Collected data
━━━━━━━━━━━━━━━━━━━━━━━━━━━━━━
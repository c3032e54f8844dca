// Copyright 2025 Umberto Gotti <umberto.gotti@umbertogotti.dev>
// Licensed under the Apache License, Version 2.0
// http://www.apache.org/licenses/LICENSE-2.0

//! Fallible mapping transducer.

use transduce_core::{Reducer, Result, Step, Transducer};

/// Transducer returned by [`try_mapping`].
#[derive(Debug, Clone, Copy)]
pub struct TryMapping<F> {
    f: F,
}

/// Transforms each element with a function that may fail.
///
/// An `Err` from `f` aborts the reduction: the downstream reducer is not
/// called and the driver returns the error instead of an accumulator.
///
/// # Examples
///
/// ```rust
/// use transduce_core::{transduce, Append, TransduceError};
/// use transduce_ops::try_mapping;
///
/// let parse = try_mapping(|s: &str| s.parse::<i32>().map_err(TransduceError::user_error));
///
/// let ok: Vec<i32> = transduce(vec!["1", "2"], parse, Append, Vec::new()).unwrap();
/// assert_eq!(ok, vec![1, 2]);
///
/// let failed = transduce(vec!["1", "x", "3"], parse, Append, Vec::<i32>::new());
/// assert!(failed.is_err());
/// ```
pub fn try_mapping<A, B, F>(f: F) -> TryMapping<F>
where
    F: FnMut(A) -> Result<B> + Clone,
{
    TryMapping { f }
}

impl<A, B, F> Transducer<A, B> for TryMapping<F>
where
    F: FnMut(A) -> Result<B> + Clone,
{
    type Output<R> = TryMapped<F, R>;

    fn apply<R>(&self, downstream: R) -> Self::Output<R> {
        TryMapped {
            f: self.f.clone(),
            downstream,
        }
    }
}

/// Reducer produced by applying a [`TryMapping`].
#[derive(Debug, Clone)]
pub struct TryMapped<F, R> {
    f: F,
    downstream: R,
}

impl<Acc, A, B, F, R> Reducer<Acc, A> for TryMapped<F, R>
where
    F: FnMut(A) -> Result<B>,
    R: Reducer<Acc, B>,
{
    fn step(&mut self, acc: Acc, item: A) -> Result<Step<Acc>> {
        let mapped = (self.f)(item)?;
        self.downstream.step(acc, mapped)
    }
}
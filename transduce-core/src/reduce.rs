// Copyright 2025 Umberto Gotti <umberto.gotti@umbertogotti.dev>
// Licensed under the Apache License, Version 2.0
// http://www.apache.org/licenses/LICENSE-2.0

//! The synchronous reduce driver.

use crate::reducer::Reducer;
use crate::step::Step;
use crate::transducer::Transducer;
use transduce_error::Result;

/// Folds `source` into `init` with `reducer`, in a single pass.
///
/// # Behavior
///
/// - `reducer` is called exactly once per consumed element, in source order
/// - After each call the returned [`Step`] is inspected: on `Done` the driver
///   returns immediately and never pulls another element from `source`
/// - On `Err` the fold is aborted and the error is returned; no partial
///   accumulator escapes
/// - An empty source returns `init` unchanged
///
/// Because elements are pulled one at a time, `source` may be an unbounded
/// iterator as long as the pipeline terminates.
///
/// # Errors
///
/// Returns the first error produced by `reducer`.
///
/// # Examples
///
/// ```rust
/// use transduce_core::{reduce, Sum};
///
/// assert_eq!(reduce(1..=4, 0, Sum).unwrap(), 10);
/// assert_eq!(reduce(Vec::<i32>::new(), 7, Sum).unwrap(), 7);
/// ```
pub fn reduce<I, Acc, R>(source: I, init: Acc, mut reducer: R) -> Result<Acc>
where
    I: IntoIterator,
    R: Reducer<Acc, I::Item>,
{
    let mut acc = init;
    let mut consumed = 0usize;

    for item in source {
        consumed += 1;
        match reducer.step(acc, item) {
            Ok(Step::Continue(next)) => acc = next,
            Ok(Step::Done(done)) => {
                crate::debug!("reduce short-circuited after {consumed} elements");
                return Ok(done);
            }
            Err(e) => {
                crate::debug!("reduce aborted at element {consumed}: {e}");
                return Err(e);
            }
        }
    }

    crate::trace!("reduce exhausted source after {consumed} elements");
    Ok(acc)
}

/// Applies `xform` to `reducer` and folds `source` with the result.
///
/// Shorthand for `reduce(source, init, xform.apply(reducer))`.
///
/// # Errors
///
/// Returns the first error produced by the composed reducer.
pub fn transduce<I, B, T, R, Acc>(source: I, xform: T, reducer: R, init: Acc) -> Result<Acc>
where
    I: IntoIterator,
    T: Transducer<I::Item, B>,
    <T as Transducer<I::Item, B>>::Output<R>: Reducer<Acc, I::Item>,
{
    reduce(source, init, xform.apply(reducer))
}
━━━━━━━━━━━━━━━━━━━━━━━━━━━━━━
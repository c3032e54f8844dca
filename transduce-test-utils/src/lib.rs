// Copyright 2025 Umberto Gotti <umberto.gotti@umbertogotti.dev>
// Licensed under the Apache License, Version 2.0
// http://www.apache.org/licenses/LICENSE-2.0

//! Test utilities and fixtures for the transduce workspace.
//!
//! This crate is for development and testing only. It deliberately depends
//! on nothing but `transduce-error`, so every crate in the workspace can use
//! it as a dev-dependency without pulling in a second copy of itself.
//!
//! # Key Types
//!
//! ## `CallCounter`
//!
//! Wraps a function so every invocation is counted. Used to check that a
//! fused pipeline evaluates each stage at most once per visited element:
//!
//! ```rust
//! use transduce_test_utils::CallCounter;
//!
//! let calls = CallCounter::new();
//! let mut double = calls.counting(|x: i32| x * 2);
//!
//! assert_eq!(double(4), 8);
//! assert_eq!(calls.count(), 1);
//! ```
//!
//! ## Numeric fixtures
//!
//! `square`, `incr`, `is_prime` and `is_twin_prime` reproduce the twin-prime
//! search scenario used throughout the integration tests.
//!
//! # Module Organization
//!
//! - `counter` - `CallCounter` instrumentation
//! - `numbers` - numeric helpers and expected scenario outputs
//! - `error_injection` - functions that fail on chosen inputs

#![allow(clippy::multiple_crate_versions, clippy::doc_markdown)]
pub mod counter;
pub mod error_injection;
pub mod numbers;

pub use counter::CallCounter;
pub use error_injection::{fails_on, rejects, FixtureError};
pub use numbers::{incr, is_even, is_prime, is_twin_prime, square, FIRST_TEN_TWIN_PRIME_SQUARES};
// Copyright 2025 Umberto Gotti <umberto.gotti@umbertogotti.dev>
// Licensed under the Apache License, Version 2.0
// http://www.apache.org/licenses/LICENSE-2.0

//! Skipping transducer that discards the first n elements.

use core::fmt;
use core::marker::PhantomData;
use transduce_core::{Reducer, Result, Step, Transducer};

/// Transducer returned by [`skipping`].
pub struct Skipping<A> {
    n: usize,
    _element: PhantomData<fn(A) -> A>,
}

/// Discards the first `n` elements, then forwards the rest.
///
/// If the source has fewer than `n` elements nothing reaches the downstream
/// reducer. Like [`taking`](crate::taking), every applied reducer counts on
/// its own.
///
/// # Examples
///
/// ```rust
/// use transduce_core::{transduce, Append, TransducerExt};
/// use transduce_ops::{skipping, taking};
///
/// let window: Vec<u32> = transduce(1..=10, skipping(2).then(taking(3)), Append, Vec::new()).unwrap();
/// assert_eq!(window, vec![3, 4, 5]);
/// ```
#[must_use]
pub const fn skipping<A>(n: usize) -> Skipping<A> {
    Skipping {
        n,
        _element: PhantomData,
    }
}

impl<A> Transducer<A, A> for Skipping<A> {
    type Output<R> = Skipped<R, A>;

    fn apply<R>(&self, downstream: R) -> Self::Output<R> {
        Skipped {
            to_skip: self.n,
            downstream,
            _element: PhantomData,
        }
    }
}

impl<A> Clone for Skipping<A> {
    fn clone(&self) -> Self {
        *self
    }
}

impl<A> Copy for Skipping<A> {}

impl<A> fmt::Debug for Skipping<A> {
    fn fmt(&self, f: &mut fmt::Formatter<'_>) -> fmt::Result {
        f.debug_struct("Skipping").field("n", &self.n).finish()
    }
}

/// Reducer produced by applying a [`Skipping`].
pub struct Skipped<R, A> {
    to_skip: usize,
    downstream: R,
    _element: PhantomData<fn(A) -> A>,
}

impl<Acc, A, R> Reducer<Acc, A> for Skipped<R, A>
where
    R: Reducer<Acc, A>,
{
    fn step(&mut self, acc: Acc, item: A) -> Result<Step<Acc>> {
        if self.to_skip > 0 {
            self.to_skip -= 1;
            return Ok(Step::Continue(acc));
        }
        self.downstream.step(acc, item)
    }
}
━━━━━━━━━━━━━━━━━━━━━━━━━━━━━━
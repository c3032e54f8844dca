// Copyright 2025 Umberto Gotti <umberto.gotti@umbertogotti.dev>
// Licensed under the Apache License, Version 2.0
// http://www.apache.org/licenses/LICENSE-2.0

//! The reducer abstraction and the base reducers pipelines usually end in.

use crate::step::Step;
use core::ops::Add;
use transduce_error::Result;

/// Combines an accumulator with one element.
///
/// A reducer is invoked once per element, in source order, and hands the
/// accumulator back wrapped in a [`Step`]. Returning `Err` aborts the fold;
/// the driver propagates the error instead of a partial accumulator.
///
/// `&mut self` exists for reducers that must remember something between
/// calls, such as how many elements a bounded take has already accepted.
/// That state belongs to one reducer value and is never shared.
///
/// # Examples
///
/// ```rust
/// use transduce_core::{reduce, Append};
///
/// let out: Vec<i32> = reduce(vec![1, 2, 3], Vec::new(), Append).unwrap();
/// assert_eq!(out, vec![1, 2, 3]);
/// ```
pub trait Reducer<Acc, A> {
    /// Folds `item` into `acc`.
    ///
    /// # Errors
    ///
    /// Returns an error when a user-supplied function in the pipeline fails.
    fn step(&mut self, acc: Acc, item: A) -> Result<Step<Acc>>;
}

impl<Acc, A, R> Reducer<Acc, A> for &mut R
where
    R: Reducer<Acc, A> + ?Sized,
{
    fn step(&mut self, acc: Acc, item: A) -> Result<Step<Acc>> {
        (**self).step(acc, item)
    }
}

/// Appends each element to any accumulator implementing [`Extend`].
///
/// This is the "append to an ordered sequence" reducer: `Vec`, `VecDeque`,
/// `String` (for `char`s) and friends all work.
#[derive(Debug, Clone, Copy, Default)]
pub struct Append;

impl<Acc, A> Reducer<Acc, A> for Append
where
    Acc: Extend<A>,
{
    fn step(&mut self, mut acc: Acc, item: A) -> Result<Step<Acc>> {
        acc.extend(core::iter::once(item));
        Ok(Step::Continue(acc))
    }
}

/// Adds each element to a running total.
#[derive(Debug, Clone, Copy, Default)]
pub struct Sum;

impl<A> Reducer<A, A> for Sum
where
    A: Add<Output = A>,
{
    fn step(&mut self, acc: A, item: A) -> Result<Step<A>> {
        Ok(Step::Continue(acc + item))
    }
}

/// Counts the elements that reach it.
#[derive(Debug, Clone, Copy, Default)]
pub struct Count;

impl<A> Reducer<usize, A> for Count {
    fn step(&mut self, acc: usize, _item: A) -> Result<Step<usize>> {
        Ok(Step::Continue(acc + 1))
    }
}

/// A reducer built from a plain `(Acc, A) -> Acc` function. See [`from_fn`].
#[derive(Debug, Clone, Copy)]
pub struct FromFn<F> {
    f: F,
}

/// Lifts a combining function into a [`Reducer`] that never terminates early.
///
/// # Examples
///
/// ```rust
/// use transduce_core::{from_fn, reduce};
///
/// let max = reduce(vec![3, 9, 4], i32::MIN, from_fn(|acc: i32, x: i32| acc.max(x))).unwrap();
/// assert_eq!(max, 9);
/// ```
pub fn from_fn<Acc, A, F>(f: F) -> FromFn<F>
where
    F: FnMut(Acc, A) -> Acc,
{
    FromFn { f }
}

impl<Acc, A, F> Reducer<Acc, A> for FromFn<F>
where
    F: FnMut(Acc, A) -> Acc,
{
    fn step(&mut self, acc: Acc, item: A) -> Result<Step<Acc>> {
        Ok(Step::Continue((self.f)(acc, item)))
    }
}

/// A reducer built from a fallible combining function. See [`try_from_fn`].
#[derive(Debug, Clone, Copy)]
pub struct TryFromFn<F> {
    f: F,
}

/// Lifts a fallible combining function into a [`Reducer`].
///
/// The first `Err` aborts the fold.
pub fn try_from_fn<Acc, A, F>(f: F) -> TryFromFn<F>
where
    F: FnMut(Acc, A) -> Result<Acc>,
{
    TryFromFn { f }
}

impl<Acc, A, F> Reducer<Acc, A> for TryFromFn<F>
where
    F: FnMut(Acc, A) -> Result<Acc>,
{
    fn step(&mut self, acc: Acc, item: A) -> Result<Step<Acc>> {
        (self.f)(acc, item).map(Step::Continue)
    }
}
━━━━━━━━━━━━━━━━━━━━━━━━━━━━━━
# Task instructions
From the entries above, tally the lines that contain the string "Skipped". Report the total and nothing more.

# Solution for this problem
4